«Es evidente la falta de entendimiento entre textos y música, entre intención y resultado, entre artista y productor»
Con el disco en la mano, bien rumiado, Javier Márquez Sánchez vuelve a enfrentarse a Western stars para analizar en profundidad lo que falla a lo nuevo de Bruce Springsteen.
Texto: JAVIER MÁRQUEZ SÁNCHEZ.
Tuve ocasión de escuchar Western stars, el nuevo álbum de Bruce Springsteen, un par de semanas antes de su lanzamiento. Publiqué mis primeras impresiones en Efe Eme a la espera de poder escucharlo de nuevo, ya con más calma y con posibilidad de recrearme en los detalles. Pero es que no hay detalles. No al menos dignos de mención.
El disco cumple unos mínimos de calidad. ¡Qué menos viniendo de quien viene! Pero de base y durante todo el minutaje, salvando quizás tres o cuatro temas más cohetentes —“Hitch hikin”, “Moonlight Motel”, “Sleepy Joe’s Café” y tal vez “The wayfarer”—, es evidente la falta de entendimiento entre textos y música, entre intención y resultado, entre artista y productor.
Porque los de Springsteen son cada vez más «discos de productor», labor en la que él, por más que aparezca en los créditos, parece ir declinando implicación. De hecho, en este Western stars da la sensación de que Springsteen llegó al estudio con sus maquetas, se las dejó a Ron Aniello y le dijo «Vístemelas de domingo». Y de Domingo de Ramos se las ha dejado.
El nuevo disco de Bruce Springsteen refleja musicalmente un brillo, una felicidad y una esperanza que no están en consonancia con unos textos no oscuros pero sí duros, amargos a veces, conscientes, empapados de nostalgia —sin ser un trabajo lastrado por ella—, y donde todo suena demasiado bonito para lo que se está contando. Con su galería de personajes y escenarios polvorientos, viajeros errantes en busca de redención, anodinos parroquianos de bar de carretera y olvidados especialistas de Hollywood, todos ellos envueltos en violines y crescendos orquestales, Western stars suena a un guión de John Huston producido por Walt Disney; Fat city con canciones y coreografía.
Al parecer, Aniello ha ayudado a Springsteen a conseguir el sonido countrypolitan que andaba buscando, en la mejor tradición de Glen Campbell, Charlie Rich o Linda Ronstadt.

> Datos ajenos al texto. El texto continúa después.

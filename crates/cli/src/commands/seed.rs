//! Seed the catalog and coupons from a YAML file.
//!
//! Rows whose slug or code already exists are skipped, so the command can
//! be re-run against a populated database.
//!
//! ```yaml
//! items:
//!   - title: Linen Shirt
//!     price: "39.00"
//!     discount_price: "29.00"
//!     category: S
//!     label: P
//! coupons:
//!   - code: WELCOME5
//!     amount: "5.00"
//! ```

use std::path::Path;

use serde::Deserialize;
use tracing::{info, warn};

use outfitter_core::{Money, NewItem};
use outfitter_storefront::db::{CouponRepository, ItemRepository, RepositoryError};

use super::{CliError, connect};

/// A coupon entry in the seed file.
#[derive(Debug, Deserialize)]
pub struct SeedCoupon {
    pub code: String,
    pub amount: Money,
}

/// Seed file contents.
#[derive(Debug, Default, Deserialize)]
pub struct SeedFile {
    #[serde(default)]
    pub items: Vec<NewItem>,
    #[serde(default)]
    pub coupons: Vec<SeedCoupon>,
}

impl SeedFile {
    /// Parse a seed file and validate every item before touching the database.
    pub fn parse(content: &str) -> Result<Self, CliError> {
        let seed: Self = serde_yaml::from_str(content)?;
        for item in &seed.items {
            item.validate()
                .map_err(|e| CliError::InvalidSeed(format!("item {:?}: {e}", item.title)))?;
        }
        Ok(seed)
    }
}

/// Counts reported after seeding.
#[derive(Debug, Default, PartialEq, Eq)]
pub struct SeedResult {
    pub inserted: usize,
    pub skipped: usize,
}

/// Seed from a YAML file.
pub async fn run(file_path: &str) -> Result<(), CliError> {
    let path = Path::new(file_path);
    info!(path = %file_path, "Loading seed file");

    let content = tokio::fs::read_to_string(path)
        .await
        .map_err(|source| CliError::Io {
            path: file_path.to_owned(),
            source,
        })?;
    let seed = SeedFile::parse(&content)?;
    info!(
        items = seed.items.len(),
        coupons = seed.coupons.len(),
        "Parsed seed file"
    );

    let pool = connect().await?;
    let mut result = SeedResult::default();

    let items = ItemRepository::new(&pool);
    for new in &seed.items {
        match items.create(new).await {
            Ok(item) => {
                info!(slug = %item.slug, "Inserted item");
                result.inserted += 1;
            }
            Err(RepositoryError::Conflict(msg)) => {
                warn!(title = %new.title, "Skipped item: {msg}");
                result.skipped += 1;
            }
            Err(e) => return Err(e.into()),
        }
    }

    let coupons = CouponRepository::new(&pool);
    for coupon in &seed.coupons {
        match coupons.create(&coupon.code, coupon.amount).await {
            Ok(_) => result.inserted += 1,
            Err(RepositoryError::Conflict(msg)) => {
                warn!(code = %coupon.code, "Skipped coupon: {msg}");
                result.skipped += 1;
            }
            Err(e) => return Err(e.into()),
        }
    }

    info!("Seeding complete!");
    info!("  Rows inserted: {}", result.inserted);
    info!("  Rows skipped (already exist): {}", result.skipped);
    Ok(())
}

#[cfg(test)]
#[allow(clippy::unwrap_used)]
mod tests {
    use super::*;
    use outfitter_core::{Category, Label};

    #[test]
    fn test_parse_seed_file() {
        let seed = SeedFile::parse(
            r#"
items:
  - title: Linen Shirt
    price: "39.00"
    discount_price: "29.00"
    category: S
    label: P
  - title: Rain Shell
    price: "120.00"
    category: OW
    label: D
    slug: rain-shell-2
coupons:
  - code: WELCOME5
    amount: "5.00"
"#,
        )
        .unwrap();

        assert_eq!(seed.items.len(), 2);
        assert_eq!(seed.items[0].category, Category::Shirt);
        assert_eq!(seed.items[1].label, Label::Danger);
        assert!(seed.items[0].slug.is_none());
        assert_eq!(seed.coupons[0].amount, "5.00".parse().unwrap());
    }

    #[test]
    fn test_parse_rejects_invalid_item() {
        let result = SeedFile::parse(
            r#"
items:
  - title: "   "
    price: "10.00"
    category: S
    label: P
"#,
        );
        assert!(matches!(result, Err(CliError::InvalidSeed(_))));
    }

    #[test]
    fn test_parse_rejects_unknown_category() {
        let result = SeedFile::parse(
            r#"
items:
  - title: Hat
    price: "10.00"
    category: HAT
    label: P
"#,
        );
        assert!(matches!(result, Err(CliError::Yaml(_))));
    }

    #[test]
    fn test_empty_file_sections_default() {
        let seed = SeedFile::parse("coupons: []").unwrap();
        assert!(seed.items.is_empty());
    }
}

El problema es que esa concepción orquestal, muy de banda sonora en ocasiones, le iba como traje a medida a las grandes piezas de Jimmy Webb, como “Wichita Lineman”, “By the time I get to Phoenix” o “Galveston”, pero resulta chocante en buena parte de las nuevas creaciones del rockero.
Ron Aniello ya se había hecho cargo de la producción de los dos trabajos de estudio anteriores del cantante, el olvidable High hopes (2014) y el más coherente Wrecking ball (2012). Había tomado el relevo de Brendan O’Brien, quien ejerció el mismo papel en los más destacables The rising (2002) y Devil & dust (2005), así como en los moderados Magic (2007) y Working on a dream (2009). En resumen, cabría apuntar que desde hace 14 años Springsteen no cuenta con un colaborador en la producción que potencie lo mejor del artista y le llame al orden cuando sea necesario, que le obligue a implicarse hasta las orejas como antaño para conseguir una propuesta realmente auténtica.
En su espectáculo de Broadway ha quedado patente que Springsteen aún es capaz de emocionar al respetable en las distancias cortas, justo el camino contrario al elegido para el nuevo álbum. Habrá que esperar pues a que encuentre su Rick Rubin particular que le sugiera la necesaria corrección de rumbo y le ayude a recuperar el equilibrio justo de épica narrativa y sonido enraizado que han sido sello de los mejores discos de su carrera hasta la fecha.